The Concept and Performance of 'The Code' in 'The Merchant of Venice'
Benjamin N. Cardozo School of Law
March 1, 2008
Cardozo Legal Studies Research Paper No. 229
This essay elaborates on several prior endeavors that explored the bonding of Portia and Shylock in the last two scenes of The Merchant of Venice. Both characters revere codes, in contradistinction to the insider male world of Venice, which easily traduces promises, oaths, and laws anytime the fluid situation so demands. Portia can do this, too; she plays both with her father's testamentary code and with the Shylock-Antonio contract. The trial scene as it progresses, however, teaches her the costs of such (comedic) playfulness.
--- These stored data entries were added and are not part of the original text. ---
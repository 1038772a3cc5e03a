//! Smooth per-vertex normals for the lofted profile.
//!
//! The profile is constant along z, so every normal lies in the xy plane and
//! the back cap reuses the front cap's normals. A normal is the tangent
//! `(tx, ty)` turned to `(-ty, tx)`; the lower surface walks its neighbours
//! in reverse so that turn points away from the section.

use airfoil_core::Tolerance;
use airfoil_math::{dvec2, dvec3, DVec2, DVec3};
use tracing::debug;

use crate::RingLayout;

/// Normal used at the leading edge when its two neighbours coincide.
const NOSE_FALLBACK: DVec3 = DVec3::NEG_X;

fn xy(p: DVec3) -> DVec2 {
    dvec2(p.x, p.y)
}

/// Unit normal of `tangent`, or `None` when it is too short to normalize.
fn tangent_normal(tangent: DVec2, tol: Tolerance) -> Option<DVec3> {
    let len = tangent.length();
    if tol.is_zero(len) {
        return None;
    }
    let t = tangent / len;
    Some(dvec3(-t.y, t.x, 0.0))
}

/// Normal at `cur` from the summed edges `prev -> cur` and `cur -> next`.
fn through(prev: DVec3, cur: DVec3, next: DVec3, tol: Tolerance) -> Option<DVec3> {
    let incoming = xy(cur) - xy(prev);
    let outgoing = xy(next) - xy(cur);
    tangent_normal(incoming + outgoing, tol)
}

/// Normal of the single edge `from -> to`.
fn along(from: DVec3, to: DVec3, tol: Tolerance) -> Option<DVec3> {
    tangent_normal(xy(to) - xy(from), tol)
}

/// Compute one unit normal per vertex of a `4n` lofted ring.
///
/// Degenerate tangents never produce NaN: an interior or trailing edge vertex
/// falls back to the normal of the previous station on the same surface, and
/// the leading edge falls back to -X.
pub fn vertex_normals(positions: &[DVec3], layout: RingLayout, tol: Tolerance) -> Vec<DVec3> {
    let n = layout.stations();
    let last = n - 1;
    let top = |i: usize| positions[layout.top_front(i)];
    let bottom = |i: usize| positions[layout.bottom_front(i)];
    let mut normals = vec![DVec3::ZERO; layout.vertex_count()];
    let mut fallbacks = 0usize;

    let mut resolve = |normal: Option<DVec3>, fallback: DVec3| {
        normal.unwrap_or_else(|| {
            fallbacks += 1;
            fallback
        })
    };

    // The nose is shared: walk from the lower surface, through it, onto the upper one.
    let nose = resolve(through(bottom(1), top(0), top(1), tol), NOSE_FALLBACK);
    normals[layout.top_front(0)] = nose;
    normals[layout.bottom_front(0)] = nose;

    for i in 1..last {
        let prev = normals[layout.top_front(i - 1)];
        normals[layout.top_front(i)] = resolve(through(top(i - 1), top(i), top(i + 1), tol), prev);

        let prev = normals[layout.bottom_front(i - 1)];
        normals[layout.bottom_front(i)] =
            resolve(through(bottom(i + 1), bottom(i), bottom(i - 1), tol), prev);
    }

    let prev = normals[layout.top_front(last - 1)];
    normals[layout.top_front(last)] = resolve(along(top(last - 1), top(last), tol), prev);
    let prev = normals[layout.bottom_front(last - 1)];
    normals[layout.bottom_front(last)] = resolve(along(bottom(last), bottom(last - 1), tol), prev);

    let back = layout.back_offset();
    normals.copy_within(0..back, back);

    if fallbacks > 0 {
        debug!(fallbacks, "degenerate tangents replaced by neighbouring normals");
    }
    normals
}

#[cfg(test)]
mod tests {
    use super::*;
    use approx::assert_relative_eq;

    fn ring(top: &[(f64, f64)], bottom: &[(f64, f64)]) -> Vec<DVec3> {
        let front = top.iter().chain(bottom).map(|&(x, y)| dvec3(x, y, -1.0));
        let back = top.iter().chain(bottom).map(|&(x, y)| dvec3(x, y, 1.0));
        front.chain(back).collect()
    }

    #[test]
    fn test_diamond_normals() {
        let top = [(0.0, 0.0), (0.5, 0.5), (1.0, 0.0)];
        let bottom = [(0.0, 0.0), (0.5, -0.5), (1.0, 0.0)];
        let layout = RingLayout::new(3);
        let normals = vertex_normals(&ring(&top, &bottom), layout, Tolerance::default());

        assert_eq!(normals[0], dvec3(-1.0, 0.0, 0.0));
        assert_eq!(normals[3], dvec3(-1.0, 0.0, 0.0));
        assert_relative_eq!(normals[1].y, 1.0);
        assert_relative_eq!(normals[4].y, -1.0);

        let s = std::f64::consts::FRAC_1_SQRT_2;
        assert_relative_eq!(normals[2].x, s);
        assert_relative_eq!(normals[2].y, s);
        assert_relative_eq!(normals[5].x, s);
        assert_relative_eq!(normals[5].y, -s);

        for i in 0..6 {
            assert_eq!(normals[i], normals[i + 6]);
        }
    }

    #[test]
    fn test_flat_plate_nose_falls_back() {
        let flat = [(0.0, 0.0), (0.5, 0.0), (1.0, 0.0)];
        let layout = RingLayout::new(3);
        let normals = vertex_normals(&ring(&flat, &flat), layout, Tolerance::default());

        assert_eq!(normals[0], NOSE_FALLBACK);
        assert_eq!(normals[1], dvec3(-0.0, 1.0, 0.0));
        assert_eq!(normals[4], dvec3(0.0, -1.0, 0.0));
        assert!(normals.iter().all(|n| n.is_finite()));
    }

    #[test]
    fn test_repeated_point_reuses_previous_normal() {
        // Stations 3 and 4 coincide, leaving the trailing edge with an empty edge.
        let top = [(0.0, 0.0), (0.2, 0.1), (0.6, 0.05), (1.0, 0.0), (1.0, 0.0)];
        let bottom = [(0.0, 0.0), (0.2, -0.1), (0.6, -0.05), (1.0, 0.0), (1.0, 0.0)];
        let layout = RingLayout::new(5);
        let normals = vertex_normals(&ring(&top, &bottom), layout, Tolerance::default());

        assert_eq!(normals[layout.top_front(4)], normals[layout.top_front(3)]);
        assert_eq!(normals[layout.bottom_front(4)], normals[layout.bottom_front(3)]);
        assert!(normals.iter().all(|n| n.is_finite()));
        for n in &normals {
            assert_relative_eq!(n.length(), 1.0, epsilon = 1e-12);
        }
    }
}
She responds with special antipathy when Antonio - asked to do mercy to Shylock - instead cruelly manipulates the Alien Statute utterly to destroy the Jew. By the time she returns to Belmont in Act V, she has learned from Shylock that the marriage code, symbolized by the ring, can indeed be honored. For this to happen in her own marriage, however, she must rid her husband and herself of the baleful mediation of Antonio.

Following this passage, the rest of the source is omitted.